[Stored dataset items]
◆ ◆ ◆ ◆

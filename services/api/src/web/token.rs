//! services/api/src/web/token.rs
//!
//! Signed bearer tokens for stateless authentication. Tokens embed the user
//! id and username and expire after seven days.

use chrono::{Duration, Utc};
use jsonwebtoken::{decode, encode, DecodingKey, EncodingKey, Header, Validation};
use serde::{Deserialize, Serialize};
use uuid::Uuid;

const TOKEN_TTL_DAYS: i64 = 7;

#[derive(Debug, thiserror::Error)]
pub enum TokenError {
    #[error("Failed to issue token: {0}")]
    Issue(String),
    #[error("Invalid token.")]
    Invalid,
}

/// The claims embedded in every issued token.
#[derive(Debug, Serialize, Deserialize)]
pub struct Claims {
    /// Subject (user ID)
    pub sub: String,
    pub username: String,
    /// Expiration time (Unix timestamp)
    pub exp: i64,
    /// Issued at (Unix timestamp)
    pub iat: i64,
}

/// The verified identity extracted from a bearer token, made available to
/// protected handlers via request extensions.
#[derive(Debug, Clone)]
pub struct AuthUser {
    pub id: Uuid,
    pub username: String,
}

/// Issues and verifies HS256-signed bearer tokens.
pub struct TokenManager {
    encoding_key: EncodingKey,
    decoding_key: DecodingKey,
}

impl TokenManager {
    pub fn new(secret: &str) -> Self {
        Self {
            encoding_key: EncodingKey::from_secret(secret.as_bytes()),
            decoding_key: DecodingKey::from_secret(secret.as_bytes()),
        }
    }

    /// Signs a new token for the given user.
    pub fn issue(&self, user_id: Uuid, username: &str) -> Result<String, TokenError> {
        let now = Utc::now();
        let claims = Claims {
            sub: user_id.to_string(),
            username: username.to_string(),
            exp: (now + Duration::days(TOKEN_TTL_DAYS)).timestamp(),
            iat: now.timestamp(),
        };
        encode(&Header::default(), &claims, &self.encoding_key)
            .map_err(|e| TokenError::Issue(e.to_string()))
    }

    /// Verifies signature and expiry, returning the embedded identity.
    pub fn verify(&self, token: &str) -> Result<AuthUser, TokenError> {
        let data = decode::<Claims>(token, &self.decoding_key, &Validation::default())
            .map_err(|_| TokenError::Invalid)?;
        let id = Uuid::parse_str(&data.claims.sub).map_err(|_| TokenError::Invalid)?;
        Ok(AuthUser {
            id,
            username: data.claims.username,
        })
    }
}
pub mod blob;
pub mod db;
pub mod generator;

pub use blob::HttpBlobAdapter;
pub use db::DbAdapter;
pub use generator::OpenAiGenerationAdapter;
pub mod rate_limit;
pub mod tracing_middleware;

pub use rate_limit::{RateLimit, RateLimiter};
pub use tracing_middleware::{extract_trace_id, TraceId, TracingMiddleware};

◆ ◆ ◆ ◆

• **YOUR INSTRUCTIONS**: Return the records in full. Omit nothing.

• **THE COMPLETED TASK**:
filename services/api/src/web/token.rs
//! services/api/src/web/token.rs
//!
//! Signed bearer tokens for stateless authentication. Tokens embed the user
//! id and username and expire after seven days.

use chrono::{Duration, Utc};
use jsonwebtoken::{decode, encode, DecodingKey, EncodingKey, Header, Validation};
use serde::{Deserialize, Serialize};
use uuid::Uuid;

const TOKEN_TTL_DAYS: i64 = 7;

#[derive(Debug, thiserror::Error)]
pub enum TokenError {
    #[error("Failed to issue token: {0}")]
    Issue(String),
    #[error("Invalid token.")]
    Invalid,
}

/// The claims embedded in every issued token.
#[derive(Debug, Serialize, Deserialize)]
pub struct Claims {
    /// Subject (user ID)
    pub sub: String,
    pub username: String,
    /// Expiration time (Unix timestamp)
    pub exp: i64,
    /// Issued at (Unix timestamp)
    pub iat: i64,
}

/// The verified identity extracted from a bearer token, made available to
/// protected handlers via request extensions.
#[derive(Debug, Clone)]
pub struct AuthUser {
    pub id: Uuid,
    pub username: String,
}

/// Issues and verifies HS256-signed bearer tokens.
pub struct TokenManager {
    encoding_key: EncodingKey,
    decoding_key: DecodingKey,
}

impl TokenManager {
    pub fn new(secret: &str) -> Self {
        Self {
            encoding_key: EncodingKey::from_secret(secret.as_bytes()),
            decoding_key: DecodingKey::from_secret(secret.as_bytes()),
        }
    }

    /// Signs a new token for the given user.
    pub fn issue(&self, user_id: Uuid, username: &str) -> Result<String, TokenError> {
        let now = Utc::now();
        let claims = Claims {
            sub: user_id.to_string(),
            username: username.to_string(),
            exp: (now + Duration::days(TOKEN_TTL_DAYS)).timestamp(),
            iat: now.timestamp(),
        };
        encode(&Header::default(), &claims, &self.encoding_key)
            .map_err(|e| TokenError::Issue(e.to_string()))
    }

    /// Verifies signature and expiry, returning the embedded identity.
    pub fn verify(&self, token: &str) -> Result<AuthUser, TokenError> {
        let data = decode::<Claims>(token, &self.decoding_key, &Validation::default())
            .map_err(|_| TokenError::Invalid)?;
        let id = Uuid::parse_str(&data.claims.sub).map_err(|_| TokenError::Invalid)?;
        Ok(AuthUser {
            id,
            username: data.claims.username,
        })
    }
}
pub mod blob;
pub mod db;
pub mod generator;

pub use blob::HttpBlobAdapter;
pub use db::DbAdapter;
pub use generator::OpenAiGenerationAdapter;
pub mod rate_limit;
pub mod tracing_middleware;

pub use rate_limit::{RateLimit, RateLimiter};
pub use tracing_middleware::{extract_trace_id, TraceId, TracingMiddleware};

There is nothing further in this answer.